(Available data)
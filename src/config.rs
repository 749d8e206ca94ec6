use crate::error::{Error, Result};
use crate::filter::{FileFilter, FileFilterConfig};
use encoding_rs::Encoding;
use std::path::PathBuf;

/// Configuration for a srcpatch run.
///
/// Use [`Config::builder()`] to construct a new configuration.
#[derive(Debug, Clone)]
#[non_exhaustive]
pub struct Config {
    /// Root directory to scan for files
    pub root_dir: PathBuf,

    /// File selection criteria
    pub file_filter_config: FileFilterConfig,

    /// Header name to include at the top of every selected file
    pub prepend_header: Option<String>,

    /// Convert selected files to UTF-8
    pub normalize_encoding: bool,

    /// Source encoding to assume instead of detecting one
    pub source_encoding: Option<&'static Encoding>,

    /// Prepend even if the file already starts with the include line
    pub force_prepend: bool,

    /// Dry run mode (no file writes)
    pub dry_run: bool,

    /// Create backups of modified files
    pub backup_existing: bool,
}

impl Config {
    /// Creates a new configuration builder.
    ///
    /// # Examples
    ///
    /// ```
    /// use srcpatch::Config;
    ///
    /// let config = Config::builder()
    ///     .root_dir("./src")
    ///     .prepend_header("stdafx.h")
    ///     .normalize_encoding(true)
    ///     .build()
    ///     .expect("valid configuration");
    ///
    /// assert!(config.has_workers());
    /// ```
    #[must_use]
    pub fn builder() -> ConfigBuilder {
        ConfigBuilder::default()
    }

    /// Returns true if at least one worker is enabled.
    #[must_use]
    pub const fn has_workers(&self) -> bool {
        self.prepend_header.is_some() || self.normalize_encoding
    }

    /// Validates the configuration.
    ///
    /// The root directory is not checked here: a missing root is reported
    /// by the scanner and yields an empty selection.
    ///
    /// # Errors
    ///
    /// Returns an error if:
    /// - The header name is empty or contains a quote or line break
    /// - An exclusion pattern is invalid
    pub fn validate(&self) -> Result<()> {
        if self.root_dir.as_os_str().is_empty() {
            return Err(Error::config("Root directory must not be empty"));
        }

        if let Some(ref header) = self.prepend_header {
            if header.trim().is_empty() {
                return Err(Error::config("Header name must not be empty"));
            }

            if header.contains(['"', '\r', '\n']) {
                return Err(Error::config(format!(
                    "Header name must not contain quotes or line breaks: {header:?}"
                )));
            }
        }

        FileFilter::new(&self.file_filter_config)?;

        if self.source_encoding.is_some() && !self.normalize_encoding {
            tracing::warn!("source_encoding is only used when encoding normalization is enabled");
        }

        Ok(())
    }
}

impl Default for Config {
    fn default() -> Self {
        Self {
            root_dir: PathBuf::from("."),
            file_filter_config: FileFilterConfig::default(),
            prepend_header: None,
            normalize_encoding: false,
            source_encoding: None,
            force_prepend: false,
            dry_run: false,
            backup_existing: false,
        }
    }
}

/// Builder for creating a [`Config`].
#[derive(Debug, Default)]
pub struct ConfigBuilder {
    root_dir: Option<PathBuf>,
    file_filter_config: Option<FileFilterConfig>,
    prepend_header: Option<String>,
    normalize_encoding: bool,
    source_encoding: Option<String>,
    force_prepend: bool,
    dry_run: bool,
    backup_existing: bool,
}

impl ConfigBuilder {
    /// Sets the root directory to scan.
    #[must_use]
    pub fn root_dir(mut self, path: impl Into<PathBuf>) -> Self {
        self.root_dir = Some(path.into());
        self
    }

    /// Sets the file selection criteria.
    #[must_use]
    pub fn file_filter_config(mut self, config: FileFilterConfig) -> Self {
        self.file_filter_config = Some(config);
        self
    }

    /// Enables the header worker with the given header name.
    #[must_use]
    pub fn prepend_header(mut self, header: impl Into<String>) -> Self {
        self.prepend_header = Some(header.into());
        self
    }

    /// Enables or disables conversion to UTF-8.
    #[must_use]
    pub fn normalize_encoding(mut self, enabled: bool) -> Self {
        self.normalize_encoding = enabled;
        self
    }

    /// Sets the source encoding label (e.g. `windows-1251`) to use instead of detection.
    #[must_use]
    pub fn source_encoding(mut self, label: impl Into<String>) -> Self {
        self.source_encoding = Some(label.into());
        self
    }

    /// Prepends the header even when it is already present.
    #[must_use]
    pub fn force_prepend(mut self, enabled: bool) -> Self {
        self.force_prepend = enabled;
        self
    }

    /// Enables dry run mode (no file writes).
    #[must_use]
    pub fn dry_run(mut self, enabled: bool) -> Self {
        self.dry_run = enabled;
        self
    }

    /// Enables or disables backup creation.
    #[must_use]
    pub fn backup_existing(mut self, enabled: bool) -> Self {
        self.backup_existing = enabled;
        self
    }

    /// Builds the configuration.
    ///
    /// # Errors
    ///
    /// Returns an error if the encoding label is unknown or validation fails.
    pub fn build(self) -> Result<Config> {
        let source_encoding = self
            .source_encoding
            .map(|label| {
                Encoding::for_label(label.trim().as_bytes())
                    .ok_or(Error::UnknownEncoding { label })
            })
            .transpose()?;

        let config = Config {
            root_dir: self.root_dir.unwrap_or_else(|| PathBuf::from(".")),
            file_filter_config: self.file_filter_config.unwrap_or_default(),
            prepend_header: self.prepend_header,
            normalize_encoding: self.normalize_encoding,
            source_encoding,
            force_prepend: self.force_prepend,
            dry_run: self.dry_run,
            backup_existing: self.backup_existing,
        };

        config.validate()?;
        Ok(config)
    }
}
(End Available data)
◆ Requirement:
Write the records again exactly as they stand.

◆ Answer section:
filename src/config.rs
repository 749d8e206ca94ec6
use crate::error::{Error, Result};
use crate::filter::{FileFilter, FileFilterConfig};
use encoding_rs::Encoding;
use std::path::PathBuf;

/// Configuration for a srcpatch run.
///
/// Use [`Config::builder()`] to construct a new configuration.
#[derive(Debug, Clone)]
#[non_exhaustive]
pub struct Config {
    /// Root directory to scan for files
    pub root_dir: PathBuf,

    /// File selection criteria
    pub file_filter_config: FileFilterConfig,

    /// Header name to include at the top of every selected file
    pub prepend_header: Option<String>,

    /// Convert selected files to UTF-8
    pub normalize_encoding: bool,

    /// Source encoding to assume instead of detecting one
    pub source_encoding: Option<&'static Encoding>,

    /// Prepend even if the file already starts with the include line
    pub force_prepend: bool,

    /// Dry run mode (no file writes)
    pub dry_run: bool,

    /// Create backups of modified files
    pub backup_existing: bool,
}

impl Config {
    /// Creates a new configuration builder.
    ///
    /// # Examples
    ///
    /// ```
    /// use srcpatch::Config;
    ///
    /// let config = Config::builder()
    ///     .root_dir("./src")
    ///     .prepend_header("stdafx.h")
    ///     .normalize_encoding(true)
    ///     .build()
    ///     .expect("valid configuration");
    ///
    /// assert!(config.has_workers());
    /// ```
    #[must_use]
    pub fn builder() -> ConfigBuilder {
        ConfigBuilder::default()
    }

    /// Returns true if at least one worker is enabled.
    #[must_use]
    pub const fn has_workers(&self) -> bool {
        self.prepend_header.is_some() || self.normalize_encoding
    }

    /// Validates the configuration.
    ///
    /// The root directory is not checked here: a missing root is reported
    /// by the scanner and yields an empty selection.
    ///
    /// # Errors
    ///
    /// Returns an error if:
    /// - The header name is empty or contains a quote or line break
    /// - An exclusion pattern is invalid
    pub fn validate(&self) -> Result<()> {
        if self.root_dir.as_os_str().is_empty() {
            return Err(Error::config("Root directory must not be empty"));
        }

        if let Some(ref header) = self.prepend_header {
            if header.trim().is_empty() {
                return Err(Error::config("Header name must not be empty"));
            }

            if header.contains(['"', '\r', '\n']) {
                return Err(Error::config(format!(
                    "Header name must not contain quotes or line breaks: {header:?}"
                )));
            }
        }

        FileFilter::new(&self.file_filter_config)?;

        if self.source_encoding.is_some() && !self.normalize_encoding {
            tracing::warn!("source_encoding is only used when encoding normalization is enabled");
        }

        Ok(())
    }
}

impl Default for Config {
    fn default() -> Self {
        Self {
            root_dir: PathBuf::from("."),
            file_filter_config: FileFilterConfig::default(),
            prepend_header: None,
            normalize_encoding: false,
            source_encoding: None,
            force_prepend: false,
            dry_run: false,
            backup_existing: false,
        }
    }
}

/// Builder for creating a [`Config`].
#[derive(Debug, Default)]
pub struct ConfigBuilder {
    root_dir: Option<PathBuf>,
    file_filter_config: Option<FileFilterConfig>,
    prepend_header: Option<String>,
    normalize_encoding: bool,
    source_encoding: Option<String>,
    force_prepend: bool,
    dry_run: bool,
    backup_existing: bool,
}

impl ConfigBuilder {
    /// Sets the root directory to scan.
    #[must_use]
    pub fn root_dir(mut self, path: impl Into<PathBuf>) -> Self {
        self.root_dir = Some(path.into());
        self
    }

    /// Sets the file selection criteria.
    #[must_use]
    pub fn file_filter_config(mut self, config: FileFilterConfig) -> Self {
        self.file_filter_config = Some(config);
        self
    }

    /// Enables the header worker with the given header name.
    #[must_use]
    pub fn prepend_header(mut self, header: impl Into<String>) -> Self {
        self.prepend_header = Some(header.into());
        self
    }

    /// Enables or disables conversion to UTF-8.
    #[must_use]
    pub fn normalize_encoding(mut self, enabled: bool) -> Self {
        self.normalize_encoding = enabled;
        self
    }

    /// Sets the source encoding label (e.g. `windows-1251`) to use instead of detection.
    #[must_use]
    pub fn source_encoding(mut self, label: impl Into<String>) -> Self {
        self.source_encoding = Some(label.into());
        self
    }

    /// Prepends the header even when it is already present.
    #[must_use]
    pub fn force_prepend(mut self, enabled: bool) -> Self {
        self.force_prepend = enabled;
        self
    }

    /// Enables dry run mode (no file writes).
    #[must_use]
    pub fn dry_run(mut self, enabled: bool) -> Self {
        self.dry_run = enabled;
        self
    }

    /// Enables or disables backup creation.
    #[must_use]
    pub fn backup_existing(mut self, enabled: bool) -> Self {
        self.backup_existing = enabled;
        self
    }

    /// Builds the configuration.
    ///
    /// # Errors
    ///
    /// Returns an error if the encoding label is unknown or validation fails.
    pub fn build(self) -> Result<Config> {
        let source_encoding = self
            .source_encoding
            .map(|label| {
                Encoding::for_label(label.trim().as_bytes())
                    .ok_or(Error::UnknownEncoding { label })
            })
            .transpose()?;

        let config = Config {
            root_dir: self.root_dir.unwrap_or_else(|| PathBuf::from(".")),
            file_filter_config: self.file_filter_config.unwrap_or_default(),
            prepend_header: self.prepend_header,
            normalize_encoding: self.normalize_encoding,
            source_encoding,
            force_prepend: self.force_prepend,
            dry_run: self.dry_run,
            backup_existing: self.backup_existing,
        };

        config.validate()?;
        Ok(config)
    }
}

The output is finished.